:: What this task involves ::
Set the data down once more, exactly as it is written.

:: Information given ::

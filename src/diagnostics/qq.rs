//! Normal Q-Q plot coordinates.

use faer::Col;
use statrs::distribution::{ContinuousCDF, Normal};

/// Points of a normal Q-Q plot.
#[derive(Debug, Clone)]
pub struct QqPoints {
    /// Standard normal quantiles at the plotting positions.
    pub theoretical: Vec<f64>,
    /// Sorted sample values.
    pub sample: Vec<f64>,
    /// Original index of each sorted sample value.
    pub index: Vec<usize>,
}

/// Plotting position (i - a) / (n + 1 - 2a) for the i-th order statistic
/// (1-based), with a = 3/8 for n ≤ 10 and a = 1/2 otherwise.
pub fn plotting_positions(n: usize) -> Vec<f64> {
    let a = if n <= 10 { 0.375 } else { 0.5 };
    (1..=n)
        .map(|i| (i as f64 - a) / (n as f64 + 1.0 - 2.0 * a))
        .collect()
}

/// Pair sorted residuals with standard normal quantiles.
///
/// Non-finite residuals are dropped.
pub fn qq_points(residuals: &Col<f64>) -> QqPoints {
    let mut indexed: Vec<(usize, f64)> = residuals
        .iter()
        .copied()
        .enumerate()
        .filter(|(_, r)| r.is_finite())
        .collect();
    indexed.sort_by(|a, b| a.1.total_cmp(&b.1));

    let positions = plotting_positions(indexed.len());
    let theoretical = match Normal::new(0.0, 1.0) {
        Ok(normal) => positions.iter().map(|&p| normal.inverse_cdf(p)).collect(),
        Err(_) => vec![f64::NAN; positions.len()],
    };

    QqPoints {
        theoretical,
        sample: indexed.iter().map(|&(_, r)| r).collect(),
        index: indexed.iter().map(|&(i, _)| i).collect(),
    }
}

:: Response area ::
filename src/diagnostics/qq.rs
//! Normal Q-Q plot coordinates.

use faer::Col;
use statrs::distribution::{ContinuousCDF, Normal};

/// Points of a normal Q-Q plot.
#[derive(Debug, Clone)]
pub struct QqPoints {
    /// Standard normal quantiles at the plotting positions.
    pub theoretical: Vec<f64>,
    /// Sorted sample values.
    pub sample: Vec<f64>,
    /// Original index of each sorted sample value.
    pub index: Vec<usize>,
}

/// Plotting position (i - a) / (n + 1 - 2a) for the i-th order statistic
/// (1-based), with a = 3/8 for n ≤ 10 and a = 1/2 otherwise.
pub fn plotting_positions(n: usize) -> Vec<f64> {
    let a = if n <= 10 { 0.375 } else { 0.5 };
    (1..=n)
        .map(|i| (i as f64 - a) / (n as f64 + 1.0 - 2.0 * a))
        .collect()
}

/// Pair sorted residuals with standard normal quantiles.
///
/// Non-finite residuals are dropped.
pub fn qq_points(residuals: &Col<f64>) -> QqPoints {
    let mut indexed: Vec<(usize, f64)> = residuals
        .iter()
        .copied()
        .enumerate()
        .filter(|(_, r)| r.is_finite())
        .collect();
    indexed.sort_by(|a, b| a.1.total_cmp(&b.1));

    let positions = plotting_positions(indexed.len());
    let theoretical = match Normal::new(0.0, 1.0) {
        Ok(normal) => positions.iter().map(|&p| normal.inverse_cdf(p)).collect(),
        Err(_) => vec![f64::NAN; positions.len()],
    };

    QqPoints {
        theoretical,
        sample: indexed.iter().map(|&(_, r)| r).collect(),
        index: indexed.iter().map(|&(i, _)| i).collect(),
    }
}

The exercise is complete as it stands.